Presentación de Omar CortésCapítulo vigésimo. Apartado 1 - Segunda contrarrevoluciónCapítulo vigésimo. Apartado 3 - Continúa la guerra Biblioteca Virtual Antorcha

José C. Valades

HISTORIA GENERAL DE LA REVOLUCIÓN MEXICANA

TOMO TERCERO



CAPÍTULO 20 - PAZ INCIERTA

LOS PACIFICADORES




Otro cariz, aparentemente opuesto al de una beligerancia armada, aunque sí con los designios de formar en las filas de la Contrarrevolución presentaban los desterrados mexicanos establecidos en San Antonio (Texas). Estos, al efecto, organizaron (enero, 1915), una Junta Pacificadora, que se suponía iba a calmar los motivos y acciones levantiscos de los connacionales, y con ello a restaurar la concordia entre las facciones, ya revolucionarias, ya reaccionarias.

Reuníanse bajo tal bandera, individuos que efectiva y gravemente tenían responsabilidad en la organización, dirección, desarrollo y tragedias de la Segunda Guerra Civil. A la Junta correspondían el licenciado Querido Moheno, principal instigador del derrocamiento de Madero, Miguel Bolaños Cacho e Ismael Zúñiga, principales caudillos del huertismo regional; porque si éste fue la representación precisa del atropello huertista en Coahuila; aquél fue manifestación de la violencia de Huerta en Oaxaca.

Tres órganos de publicidad tenía la Junta. Los tres de apoyo al general Huerta y al huertismo: La Prensa, El Presente y Revista Mexicana. Poseía el primero, su propia independencia y elevado decoro, a pesar de su partidismo. Los otros dos eran francamente contrarrevolucionarios y con optimismo esperaban el regreso de su partido; ahora que ya no por medio de la lucha armada, sino predicando la paz.

A este respecto, bien erróneo era el camino elegido. La creencia de que a su sola palabra, los revolucionarios depondrían las armas, abrirían los brazos del amor fraternal, excluirían de los castigos a quienes hubiesen sido los culpables de la guerra y olvidando los agravios a la ley y a la patria, habrían volver al país a las manos de la miseria moral y política que habían encumbrado al general Huerta; la creencia, se dice, en esa sola palabra de los pacificadores, era un engaño que la Junta hacía a la República y a sí misma.

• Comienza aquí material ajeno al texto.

use colored::Colorize;
use serde::{Deserialize, Serialize};
use std::time::{Duration, Instant};
use trip_planner_core::Catalog;

use super::scenarios::{TestScenario, run_check};

#[derive(Debug, Clone, Serialize, Deserialize)]
pub struct ScenarioResult {
    pub scenario_name: String,
    pub passed: bool,
    pub iterations_run: usize,
    pub successful_iterations: usize,
    pub failures: Vec<String>,
    #[serde(with = "duration_serde")]
    pub average_duration: Duration,
}

pub struct LogicTester<'a> {
    catalog: &'a Catalog,
    verbose: bool,
}

impl<'a> LogicTester<'a> {
    pub const fn new(catalog: &'a Catalog, verbose: bool) -> Self {
        Self { catalog, verbose }
    }

    pub async fn run_scenario(&self, scenario: &TestScenario, iterations: usize) -> ScenarioResult {
        if self.verbose {
            println!(
                "🧪 Testing scenario: {} ({})",
                scenario.name.bright_white(),
                scenario.description
            );
        }

        let mut successes = 0;
        let mut failures = Vec::new();
        let mut performance_data = Vec::new();

        for i in 0..iterations {
            let start_time = Instant::now();
            match run_check(scenario, self.catalog, i).await {
                Ok(()) => {
                    successes += 1;
                    let duration = start_time.elapsed();
                    performance_data.push(duration);
                    if self.verbose {
                        println!("  ✅ Iteration {}/{iterations} passed ({duration:?})", i + 1);
                    }
                }
                Err(err) => {
                    log::debug!("{} iteration {} failed: {err:?}", scenario.name, i + 1);
                    let message = format!("Iteration {}: {err:#}", i + 1);
                    if self.verbose {
                        println!(
                            "  ❌ Iteration {}/{iterations} failed: {}",
                            i + 1,
                            message.clone().red()
                        );
                    }
                    failures.push(message);
                }
            }
        }

        ScenarioResult {
            scenario_name: scenario.name.to_string(),
            passed: failures.is_empty(),
            iterations_run: iterations,
            successful_iterations: successes,
            failures,
            average_duration: average(&performance_data),
        }
    }
}

fn average(samples: &[Duration]) -> Duration {
    if samples.is_empty() {
        return Duration::ZERO;
    }
    samples.iter().sum::<Duration>() / u32::try_from(samples.len()).unwrap_or(u32::MAX)
}

mod duration_serde {
    use serde::{Deserialize, Deserializer, Serialize, Serializer};
    use std::time::Duration;

    pub fn serialize<S>(duration: &Duration, serializer: S) -> Result<S::Ok, S::Error>
    where
        S: Serializer,
    {
        duration.as_millis().serialize(serializer)
    }

    pub fn deserialize<'de, D>(deserializer: D) -> Result<Duration, D::Error>
    where
        D: Deserializer<'de>,
    {
        let millis = u128::deserialize(deserializer)?;
        Ok(Duration::from_millis(u64::try_from(millis).unwrap_or(0)))
    }
}

#[cfg(test)]
mod tests {
    use super::*;
    use crate::logic::get_scenario;

    #[tokio::test]
    async fn passing_scenario_counts_every_iteration() {
        let catalog = Catalog::load_embedded().unwrap();
        let tester = LogicTester::new(&catalog, false);
        let scenario = get_scenario("pricing").unwrap();
        let result = tester.run_scenario(&scenario, 3).await;
        assert!(result.passed);
        assert_eq!(result.successful_iterations, 3);
        assert!(result.failures.is_empty());
    }

    #[tokio::test]
    async fn empty_catalog_reports_failures() {
        let catalog = Catalog::empty();
        let tester = LogicTester::new(&catalog, false);
        let scenario = get_scenario("pricing").unwrap();
        let result = tester.run_scenario(&scenario, 2).await;
        assert!(!result.passed);
        assert_eq!(result.successful_iterations, 0);
        assert_eq!(result.failures.len(), 2);
        assert!(result.failures[0].starts_with("Iteration 1:"));
    }

    #[test]
    fn average_of_nothing_is_zero() {
        assert_eq!(average(&[]), Duration::ZERO);
        assert_eq!(
            average(&[Duration::from_millis(10), Duration::from_millis(30)]),
            Duration::from_millis(20)
        );
    }

    #[test]
    fn durations_serialize_as_millis() {
        let result = ScenarioResult {
            scenario_name: "smoke".into(),
            passed: true,
            iterations_run: 1,
            successful_iterations: 1,
            failures: Vec::new(),
            average_duration: Duration::from_millis(42),
        };
        let json = serde_json::to_value(&result).unwrap();
        assert_eq!(json["average_duration"], 42);
    }
}
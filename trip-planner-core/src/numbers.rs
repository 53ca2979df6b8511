//! Numeric conversion helpers centralizing the price and progress casts.

use num_traits::cast::cast;

/// Convert i64 to f64 while allowing precision loss in a single location.
#[must_use]
pub fn i64_to_f64(value: i64) -> f64 {
    cast::<i64, f64>(value).unwrap_or(0.0)
}

/// Round a f64 and clamp it to the i64 range, returning 0 for non-finite values.
#[must_use]
pub fn round_f64_to_i64(value: f64) -> i64 {
    if !value.is_finite() {
        return 0;
    }
    let min = cast::<i64, f64>(i64::MIN).unwrap_or(f64::MIN);
    let max = cast::<i64, f64>(i64::MAX).unwrap_or(f64::MAX);
    let clamped = value.clamp(min, max).round();
    cast::<f64, i64>(clamped).unwrap_or(0)
}

/// Round to hundredths, the precision used for displayed amounts.
#[must_use]
pub fn round_to_cents(value: f64) -> i64 {
    round_f64_to_i64(value * 100.0)
}

/// Percentage of `part` over `whole`, clamped to `0..=100` and 0 when `whole` is 0.
#[must_use]
pub fn percent_of(part: u64, whole: u64) -> u8 {
    if whole == 0 {
        return 0;
    }
    let ratio = cast::<u64, f64>(part.min(whole)).unwrap_or(0.0)
        / cast::<u64, f64>(whole).unwrap_or(1.0);
    cast::<f64, u8>((ratio * 100.0).round()).unwrap_or(100)
}

/// Convert a usize count to u32, saturating at `u32::MAX`.
#[must_use]
pub fn usize_to_u32(value: usize) -> u32 {
    u32::try_from(value).unwrap_or(u32::MAX)
}

#[cfg(test)]
mod tests {
    use super::*;

    #[test]
    fn rounders_handle_non_finite() {
        assert_eq!(round_f64_to_i64(f64::NAN), 0);
        assert_eq!(round_f64_to_i64(f64::INFINITY), 0);
        assert_eq!(round_f64_to_i64(2.5), 3);
        assert_eq!(round_to_cents(62.899_999_9), 6290);
    }

    #[test]
    fn percent_clamps_and_avoids_division_by_zero() {
        assert_eq!(percent_of(1, 4), 25);
        assert_eq!(percent_of(9, 4), 100);
        assert_eq!(percent_of(3, 0), 0);
        assert_eq!(percent_of(1500, 3000), 50);
    }
}
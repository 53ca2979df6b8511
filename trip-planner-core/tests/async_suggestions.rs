#![cfg(feature = "async")]

use std::time::Duration;
use trip_planner_core::{
    MockSuggestions, PlannerConfig, SuggestionTask, TripSession, UserInfo, WizardFlow,
};

#[tokio::test(start_paused = true)]
async fn completed_task_fills_session() {
    let mut session = TripSession::new(WizardFlow::AiSuggestions, PlannerConfig::default());
    let ticket = session.begin_suggestions();
    let task = SuggestionTask::spawn(
        MockSuggestions,
        session.user_info().clone(),
        Duration::from_millis(session.config().suggestion_delay_ms),
    );
    assert!(!task.is_finished());
    let plans = task.wait().await.unwrap();
    assert!(session.complete_suggestions(ticket, plans));
    assert_eq!(session.suggestions().len(), 3);
}

#[tokio::test(start_paused = true)]
async fn cancelled_task_leaves_session_untouched() {
    let mut session = TripSession::new(WizardFlow::AiSuggestions, PlannerConfig::default());
    let before = session.clone();
    let task = SuggestionTask::spawn(MockSuggestions, UserInfo::default(), Duration::from_secs(3));
    task.cancel();
    assert!(task.wait().await.is_err());
    session.cancel_suggestions();
    assert_eq!(session, before);
}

Esto no obstante, la Junta envió un mensaje (14 de enero, 1915) a todos y cada uno de los principales jefes revolucionarios, invocando, en nombre de la Patria, el buen corazón de los mexicanos, para volver a la era de paz. El documento, escrito en tono clamoroso, era el menos apropiado para ser dirigido a hombres de guerra; y de aquí, y del hecho de que los firmantes estaban estigmatizados por su complicidad en los crímenes que contra la Constitución y las personas había cometido el general Huerta, que el documento, en vez de ser recibido con simpatía a alguna manifestación de aprecio hecha por los revolucionarios, sólo produjera indignación en Villa, Obregón y Angeles.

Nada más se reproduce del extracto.